--- Exercise requirements ---
Go through the entries below and print, exactly, the lines starting at the one with "Trait | Purpose |" and ending at the one with "impl fmt::Display for Direction", keeping both ends and no others.

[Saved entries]
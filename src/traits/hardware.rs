//! Hardware abstraction for motor output lines, PWM channels and pulse timing.
//!
//! The motor core is written against the `embedded-hal` 1.0 traits so the
//! same code drives ESP32 GPIO, desktop mocks, or any other HAL:
//!
//! | Trait | Purpose |
//! |-------|---------|
//! | [`OutputPin`] | Pulse control line, H-bridge direction lines |
//! | [`SetDutyCycle`] | H-bridge speed channel |
//! | [`DelayNs`] | Busy-wait timing for pulse frames |
//! | [`MotorHardware`] | Claims the above by GPIO number at runtime |
//!
//! # Example
//!
//! ```rust
//! use train_pulse::hal::{MockHardware, SignalTrace};
//! use train_pulse::traits::MotorHardware;
//! use embedded_hal::digital::OutputPin;
//!
//! let mut hw = MockHardware::new(SignalTrace::new());
//! let mut line = hw.output(4).unwrap();
//! line.set_high().unwrap();
//! assert!(line.is_high());
//! ```

pub use embedded_hal::delay::DelayNs;
pub use embedded_hal::digital::OutputPin;
pub use embedded_hal::pwm::SetDutyCycle;

use core::fmt;

/// Direction of train travel.
///
/// # Default
///
/// Defaults to [`Stopped`](Self::Stopped) for safety.
#[derive(Clone, Copy, Debug, PartialEq, Eq, Default)]
#[cfg_attr(feature = "serde", derive(serde::Serialize, serde::Deserialize))]
#[cfg_attr(feature = "serde", serde(rename_all = "lowercase"))]
pub enum Direction {
    /// Moving forward (forward line high on a bridge).
    Forward,
    /// Moving backward (backward line high on a bridge).
    Backward,
    /// Not moving.
    #[default]
    Stopped,
}

impl Direction {
    /// Returns the direction as a lowercase string.
    ///
    /// # Examples
    ///
    /// ```
    /// use train_pulse::Direction;
    ///
    /// assert_eq!(Direction::Forward.as_str(), "forward");
    /// assert_eq!(Direction::Backward.as_str(), "backward");
    /// assert_eq!(Direction::Stopped.as_str(), "stopped");
    /// ```
    #[inline]
    pub const fn as_str(&self) -> &'static str {
        match self {
            Direction::Forward => "forward",
            Direction::Backward => "backward",
            Direction::Stopped => "stopped",
        }
    }
}

impl fmt::Display for Direction {
    fn fmt(&self, f: &mut fmt::Formatter<'_>) -> fmt::Result {
        f.write_str(self.as_str())
    }
}

/// Polarity a pulse starts on.
///
/// A rising-edge pulse drives the line high for the first half period and
/// low for the second; a falling-edge pulse does the opposite. Either way
/// the frame ends with the line low.
#[derive(Clone, Copy, Debug, PartialEq, Eq, Default)]
#[cfg_attr(feature = "serde", derive(serde::Serialize, serde::Deserialize))]
#[cfg_attr(feature = "serde", serde(rename_all = "lowercase"))]
pub enum Edge {
    /// Pulse starts high.
    #[default]
    Rising,
    /// Pulse starts low.
    Falling,
}

impl Edge {
    /// Level the line is driven to at the start of each pulse.
    #[inline]
    pub const fn leading_level_high(&self) -> bool {
        matches!(self, Edge::Rising)
    }
}

/// How a motor is driven. Fixed at construction.
#[derive(Clone, Copy, Debug, PartialEq, Eq)]
#[cfg_attr(feature = "serde", derive(serde::Serialize, serde::Deserialize))]
#[cfg_attr(feature = "serde", serde(rename_all = "snake_case"))]
pub enum DriveMode {
    /// Single control line feeding an external pulse-count decoder.
    DirectPulse,
    /// H-bridge with forward/backward lines and a PWM speed channel.
    BridgePwm,
}

impl DriveMode {
    /// Returns the mode as a snake_case string.
    #[inline]
    pub const fn as_str(&self) -> &'static str {
        match self {
            DriveMode::DirectPulse => "direct_pulse",
            DriveMode::BridgePwm => "bridge_pwm",
        }
    }
}

impl fmt::Display for DriveMode {
    fn fmt(&self, f: &mut fmt::Formatter<'_>) -> fmt::Result {
        f.write_str(self.as_str())
    }
}

/// Claims motor hardware by GPIO number.
///
/// Devices defined in configuration, or added at runtime through the HTTP
/// API, only know pin numbers. A `MotorHardware` implementation turns those
/// numbers into driven lines. Output and PWM lines share one error type so
/// a motor has a single hardware failure type.
///
/// Lines handed back through `release_*` make their GPIO available again;
/// a replaced motor returns its lines this way.
///
/// # Example Implementation
///
/// ```rust,ignore
/// impl MotorHardware for MyBoard {
///     type Error = MyError;
///     type Output = MyPin;
///     type Pwm = MyPwm;
///     type Delay = MyBusyWait;
///
///     fn output(&mut self, gpio: u8) -> Result<MyPin, MyError> { /* ... */ }
///     fn pwm(&mut self, gpio: u8, frequency_hz: u32) -> Result<MyPwm, MyError> { /* ... */ }
///     fn delay(&mut self) -> MyBusyWait { MyBusyWait }
///     fn release_output(&mut self, line: MyPin) { /* ... */ }
///     fn release_pwm(&mut self, channel: MyPwm) { /* ... */ }
/// }
/// ```
pub trait MotorHardware {
    /// Error raised while claiming or driving a line.
    type Error: embedded_hal::digital::Error + embedded_hal::pwm::Error;
    /// Digital output line.
    type Output: OutputPin<Error = Self::Error>;
    /// PWM channel.
    type Pwm: SetDutyCycle<Error = Self::Error>;
    /// Busy-wait delay used for pulse frames.
    type Delay: DelayNs;

    /// Claim `gpio` as a push-pull output, initially low.
    fn output(&mut self, gpio: u8) -> Result<Self::Output, Self::Error>;

    /// Claim `gpio` as a PWM channel at `frequency_hz`, initially 0% duty.
    fn pwm(&mut self, gpio: u8, frequency_hz: u32) -> Result<Self::Pwm, Self::Error>;

    /// A delay source for one motor's pulse encoder.
    fn delay(&mut self) -> Self::Delay;

    /// Take back an output line so its GPIO can be claimed again.
    fn release_output(&mut self, line: Self::Output);

    /// Take back a PWM channel, freeing its GPIO and any timer it held.
    fn release_pwm(&mut self, channel: Self::Pwm);
}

--- Reply ---
//! | Trait | Purpose |
//! |-------|---------|
//! | [`OutputPin`] | Pulse control line, H-bridge direction lines |
//! | [`SetDutyCycle`] | H-bridge speed channel |
//! | [`DelayNs`] | Busy-wait timing for pulse frames |
//! | [`MotorHardware`] | Claims the above by GPIO number at runtime |
//!
//! # Example
//!
//! ```rust
//! use train_pulse::hal::{MockHardware, SignalTrace};
//! use train_pulse::traits::MotorHardware;
//! use embedded_hal::digital::OutputPin;
//!
//! let mut hw = MockHardware::new(SignalTrace::new());
//! let mut line = hw.output(4).unwrap();
//! line.set_high().unwrap();
//! assert!(line.is_high());
//! ```

pub use embedded_hal::delay::DelayNs;
pub use embedded_hal::digital::OutputPin;
pub use embedded_hal::pwm::SetDutyCycle;

use core::fmt;

/// Direction of train travel.
///
/// # Default
///
/// Defaults to [`Stopped`](Self::Stopped) for safety.
#[derive(Clone, Copy, Debug, PartialEq, Eq, Default)]
#[cfg_attr(feature = "serde", derive(serde::Serialize, serde::Deserialize))]
#[cfg_attr(feature = "serde", serde(rename_all = "lowercase"))]
pub enum Direction {
    /// Moving forward (forward line high on a bridge).
    Forward,
    /// Moving backward (backward line high on a bridge).
    Backward,
    /// Not moving.
    #[default]
    Stopped,
}

impl Direction {
    /// Returns the direction as a lowercase string.
    ///
    /// # Examples
    ///
    /// ```
    /// use train_pulse::Direction;
    ///
    /// assert_eq!(Direction::Forward.as_str(), "forward");
    /// assert_eq!(Direction::Backward.as_str(), "backward");
    /// assert_eq!(Direction::Stopped.as_str(), "stopped");
    /// ```
    #[inline]
    pub const fn as_str(&self) -> &'static str {
        match self {
            Direction::Forward => "forward",
            Direction::Backward => "backward",
            Direction::Stopped => "stopped",
        }
    }
}

impl fmt::Display for Direction {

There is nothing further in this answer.